Una sombra levítica

Manuel Gregorio González

11 de octubre 2013 - 05:00

Decía Edith Wharton, a primeros del XX, que la novela americana, con su atención a la vida de las clases medias, propiciaría una extensión de la fealdad, del mundo anodino y trepidante de las ciudades, que acabaría anulando cuanto de único y hermoso hay en la literatura de aquellas tierras. Y en cierto modo, tenía razón. En Faulkner, no es la hermosura aquello que se muestra, como una brasa agonizante, como una sombra pálida y maligna. Y tampoco en Eudora Welty, Flannery O'Connor, Carson MacCullers y William Goyen. En estos autores, como antes en Scott Fitzgerald y luego en Truman Capote y Raymond Carver, hay una idea de la fatalidad, una intimidad con lo aciago, que en Wharton se ve desplazada por la tibia luz iridiscente del gran New York, regentado por los herederos de Peter Stuyvesant y los colonos del Myflower. Éste es también el caso y el linaje de Alice Munro: no aquel esplendor sereno y tintineante de los grandes salones capitalinos, sino un sordo alentar de hombres y ciudades, sumidos en el dolor, el infortunio o el olvido.

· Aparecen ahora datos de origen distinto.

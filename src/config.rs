//! Tunables for client sessions and document servers
//!
//! All fields have defaults, so a partial JSON object is a valid
//! configuration:
//!
//! ```rust
//! use wavesync_core::SyncConfig;
//!
//! let config = SyncConfig::from_json(r#"{ "session": { "ackTimeoutMs": 5000 } }"#).unwrap();
//! assert_eq!(config.session.ack_timeout_ms, 5000);
//! assert!(config.session.coalesce_queued);
//! ```

use crate::error::Result;
use serde::{Deserialize, Serialize};
use std::time::Duration;

/// How long a sent delta may go unacknowledged before the session degrades
pub const DEFAULT_ACK_TIMEOUT: Duration = Duration::from_secs(30);

/// Catch-up larger than this is answered with a snapshot instead
pub const DEFAULT_MAX_CATCH_UP_DELTAS: usize = 1000;

/// Pending requests per document actor
pub const DEFAULT_COMMAND_BUFFER: usize = 64;

/// Committed deltas buffered per subscriber before it lags
pub const DEFAULT_BROADCAST_CAPACITY: usize = 256;

/// Client session settings
#[derive(Debug, Clone, PartialEq, Eq, Serialize, Deserialize)]
#[serde(default, rename_all = "camelCase")]
pub struct SessionConfig {
    pub ack_timeout_ms: u64,
    /// Merge queued deltas into one before sending
    pub coalesce_queued: bool,
}

impl SessionConfig {
    pub fn ack_timeout(&self) -> Duration {
        Duration::from_millis(self.ack_timeout_ms)
    }
}

impl Default for SessionConfig {
    fn default() -> Self {
        Self {
            ack_timeout_ms: DEFAULT_ACK_TIMEOUT.as_millis() as u64,
            coalesce_queued: true,
        }
    }
}

/// Document server settings
#[derive(Debug, Clone, PartialEq, Eq, Serialize, Deserialize)]
#[serde(default, rename_all = "camelCase")]
pub struct ServerConfig {
    pub max_catch_up_deltas: usize,
    pub command_buffer: usize,
    pub broadcast_capacity: usize,
}

impl Default for ServerConfig {
    fn default() -> Self {
        Self {
            max_catch_up_deltas: DEFAULT_MAX_CATCH_UP_DELTAS,
            command_buffer: DEFAULT_COMMAND_BUFFER,
            broadcast_capacity: DEFAULT_BROADCAST_CAPACITY,
        }
    }
}

#[derive(Debug, Clone, Default, PartialEq, Eq, Serialize, Deserialize)]
#[serde(default)]
pub struct SyncConfig {
    pub session: SessionConfig,
    pub server: ServerConfig,
}

impl SyncConfig {
    pub fn from_json(json: &str) -> Result<Self> {
        Ok(serde_json::from_str(json)?)
    }
}

#[cfg(test)]
mod tests {
    use super::*;

    #[test]
    fn test_defaults() {
        let config = SyncConfig::default();
        assert_eq!(config.session.ack_timeout(), DEFAULT_ACK_TIMEOUT);
        assert_eq!(config.server.max_catch_up_deltas, DEFAULT_MAX_CATCH_UP_DELTAS);
    }

    #[test]
    fn test_partial_json() {
        let config = SyncConfig::from_json(r#"{"server": {"broadcastCapacity": 8}}"#).unwrap();
        assert_eq!(config.server.broadcast_capacity, 8);
        assert_eq!(config.server.command_buffer, DEFAULT_COMMAND_BUFFER);
        assert_eq!(config.session, SessionConfig::default());
    }

    #[test]
    fn test_invalid_json() {
        assert!(SyncConfig::from_json("{").is_err());
    }
}
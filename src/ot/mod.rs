//! Operational transformation over tree-structured documents
//!
//! - [`Operation`] / [`Component`]: the mutation value type
//! - [`OperationBuilder`]: normalized construction
//! - [`transform`]: reconcile two concurrent operations
//! - [`compose`] / [`compose_pair`]: merge sequential operations
//! - [`invert`]: undo an operation
//!
//! All functions are pure over immutable values and safe to call from any
//! thread.

pub(crate) mod builder;
mod compose;
mod invert;
pub mod operation;
pub(crate) mod segment;
mod transform;


pub use builder::OperationBuilder;
pub use compose::{compose, compose_pair};
pub use invert::invert;
pub use operation::{
    AnnotationBoundary, AnnotationChanges, Attributes, AttributesUpdate, Component, Operation,
    OperationPair, ValueChange,
};
pub use transform::transform;

use crate::error::Result;

/// Rewrite `op` in canonical form
///
/// # Errors
///
/// [`SchemaViolation`](crate::SyncError::SchemaViolation) if an annotation
/// boundary ends a key that is not open.
pub fn normalize(op: &Operation) -> Result<Operation> {
    let mut normalizer = builder::Normalizer::new();
    for segment in segment::segments(op)? {
        normalizer.push(segment);
    }
    Ok(normalizer.finish())
}
//! Deltas: operations stamped with authorship and version information

use super::version::HashedVersion;
use crate::error::Result;
use crate::ot::Operation;
use crate::ParticipantId;
use serde::{Deserialize, Serialize};
use std::fmt;
use uuid::Uuid;

/// Correlates a submitted delta with its acknowledgement
#[derive(Debug, Clone, Copy, PartialEq, Eq, Hash, PartialOrd, Ord, Serialize, Deserialize)]
#[serde(transparent)]
pub struct DeltaId(Uuid);

impl DeltaId {
    pub fn new() -> Self {
        Self(Uuid::new_v4())
    }

    pub fn from_uuid(uuid: Uuid) -> Self {
        Self(uuid)
    }

    pub fn as_uuid(&self) -> &Uuid {
        &self.0
    }
}

impl Default for DeltaId {
    fn default() -> Self {
        Self::new()
    }
}

impl fmt::Display for DeltaId {
    fn fmt(&self, f: &mut fmt::Formatter<'_>) -> fmt::Result {
        self.0.fmt(f)
    }
}

/// A delta as sent by a client: an operation over a version the client has
/// seen
#[derive(Debug, Clone, PartialEq, Eq, Serialize, Deserialize)]
#[serde(rename_all = "camelCase")]
pub struct DeltaSubmission {
    pub id: DeltaId,
    pub author: ParticipantId,
    pub base_version: HashedVersion,
    #[serde(rename = "operationComponents")]
    pub operation: Operation,
}

impl DeltaSubmission {
    pub fn new(author: impl Into<ParticipantId>, base_version: HashedVersion, operation: Operation) -> Self {
        Self {
            id: DeltaId::new(),
            author: author.into(),
            base_version,
            operation,
        }
    }
}

/// A committed delta, as stored in the history and broadcast to clients
#[derive(Debug, Clone, PartialEq, Eq, Serialize, Deserialize)]
#[serde(rename_all = "camelCase")]
pub struct Delta {
    pub id: DeltaId,
    pub author: ParticipantId,
    pub timestamp_millis: i64,
    pub base_version: HashedVersion,
    #[serde(rename = "operationComponents")]
    pub operation: Operation,
    pub resulting_version: HashedVersion,
}

impl Delta {
    /// Stamp an operation committed at `base_version`, computing the resulting
    /// version from the delta's canonical bytes
    pub fn commit(
        id: DeltaId,
        author: ParticipantId,
        timestamp_millis: i64,
        base_version: HashedVersion,
        operation: Operation,
    ) -> Result<Self> {
        let bytes = canonical_bytes(&id, &author, timestamp_millis, &base_version, &operation)?;
        let resulting_version = base_version.next(&bytes);
        Ok(Self {
            id,
            author,
            timestamp_millis,
            base_version,
            operation,
            resulting_version,
        })
    }

    /// Recompute the resulting version and compare it with the stored one
    pub fn verify(&self) -> Result<bool> {
        let bytes = canonical_bytes(
            &self.id,
            &self.author,
            self.timestamp_millis,
            &self.base_version,
            &self.operation,
        )?;
        Ok(self.base_version.next(&bytes) == self.resulting_version)
    }
}

/// Everything in a delta except its resulting version, in a fixed encoding
fn canonical_bytes(
    id: &DeltaId,
    author: &str,
    timestamp_millis: i64,
    base_version: &HashedVersion,
    operation: &Operation,
) -> Result<Vec<u8>> {
    #[derive(Serialize)]
    #[serde(rename_all = "camelCase")]
    struct Canonical<'a> {
        id: &'a DeltaId,
        author: &'a str,
        timestamp_millis: i64,
        base_version: &'a HashedVersion,
        operation_components: &'a Operation,
    }

    Ok(serde_json::to_vec(&Canonical {
        id,
        author,
        timestamp_millis,
        base_version,
        operation_components: operation,
    })?)
}

/// Server acknowledgement of a submitted delta
#[derive(Debug, Clone, PartialEq, Eq, Serialize, Deserialize)]
#[serde(rename_all = "camelCase")]
pub struct Ack {
    pub delta_id: DeltaId,
    pub resulting_version: HashedVersion,
}

#[cfg(test)]
mod tests {
    use super::*;

    fn committed() -> Delta {
        Delta::commit(
            DeltaId::new(),
            "alice@example.com".into(),
            1_700_000_000_000,
            HashedVersion::version_zero("doc"),
            Operation::identity(0),
        )
        .unwrap()
    }

    #[test]
    fn test_commit_advances_version() {
        let delta = committed();
        assert_eq!(delta.resulting_version.version(), 1);
        assert!(delta.verify().unwrap());
    }

    #[test]
    fn test_tampering_detected() {
        let mut delta = committed();
        delta.author = "mallory@example.com".into();
        assert!(!delta.verify().unwrap());
    }

    #[test]
    fn test_wire_field_names() {
        let delta = committed();
        let json = serde_json::to_value(&delta).unwrap();
        let object = json.as_object().unwrap();
        for field in [
            "id",
            "author",
            "timestampMillis",
            "baseVersion",
            "operationComponents",
            "resultingVersion",
        ] {
            assert!(object.contains_key(field), "missing {}", field);
        }
        assert_eq!(serde_json::from_value::<Delta>(json).unwrap(), delta);
    }
}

Se hace necesario, no obstante, añadir una precisión y dos nombres. Los nombres son Emily Dickinson y Mark Twain; de ellos se deriva una lectura amarga y solitaria de la existencia en la Nueva Inglaterra del XIX, de la cual son herederos tanto Munro como el resto de los escritores mencionados. La precisión, adjunta a dicha lectura, es el influjo determinante de la Biblia, del Antiguo Testamento, que prefigura por completo la obra de todos ellos. La presencia de la fatalidad, de la maldición, de la condena, de la imposible redención de sus protagonistas, es tal en su literatura, que la diferencia con claridad, no sólo de la literatura continental europea, sino también, y por diversos motivos, de la literatura americana que se hace al sur de la frontera. En Alice Munro, extraordinaria cuentista, el peso de esta fatalidad levítica tal vez sea menos evidente que en Welty o Flannery O' Connor; tal vez no sea tan violento o tan ubicuo como en Faulkner y Goyen. Aún así, existe un entramado, un clima, una prelación de causas y concausas, que nos dejan adivinar, como fondo último, el cruento imaginario del Pentateuco.

A esto cabe añadirle, como previó la Wharton, la vida cenicienta de unos seres abrumados, en cierto modo, por el paisaje. Un paisaje que no es sólo ni principalmente el medio en que se desenvuelven; el paisaje de Munro es, en gran medida, un paisaje humano, la tupida red de relaciones, insidias y prejuicios donde sus personajes desfallecen y se asfixian, quizá sin advertirlo, como peces atónitos.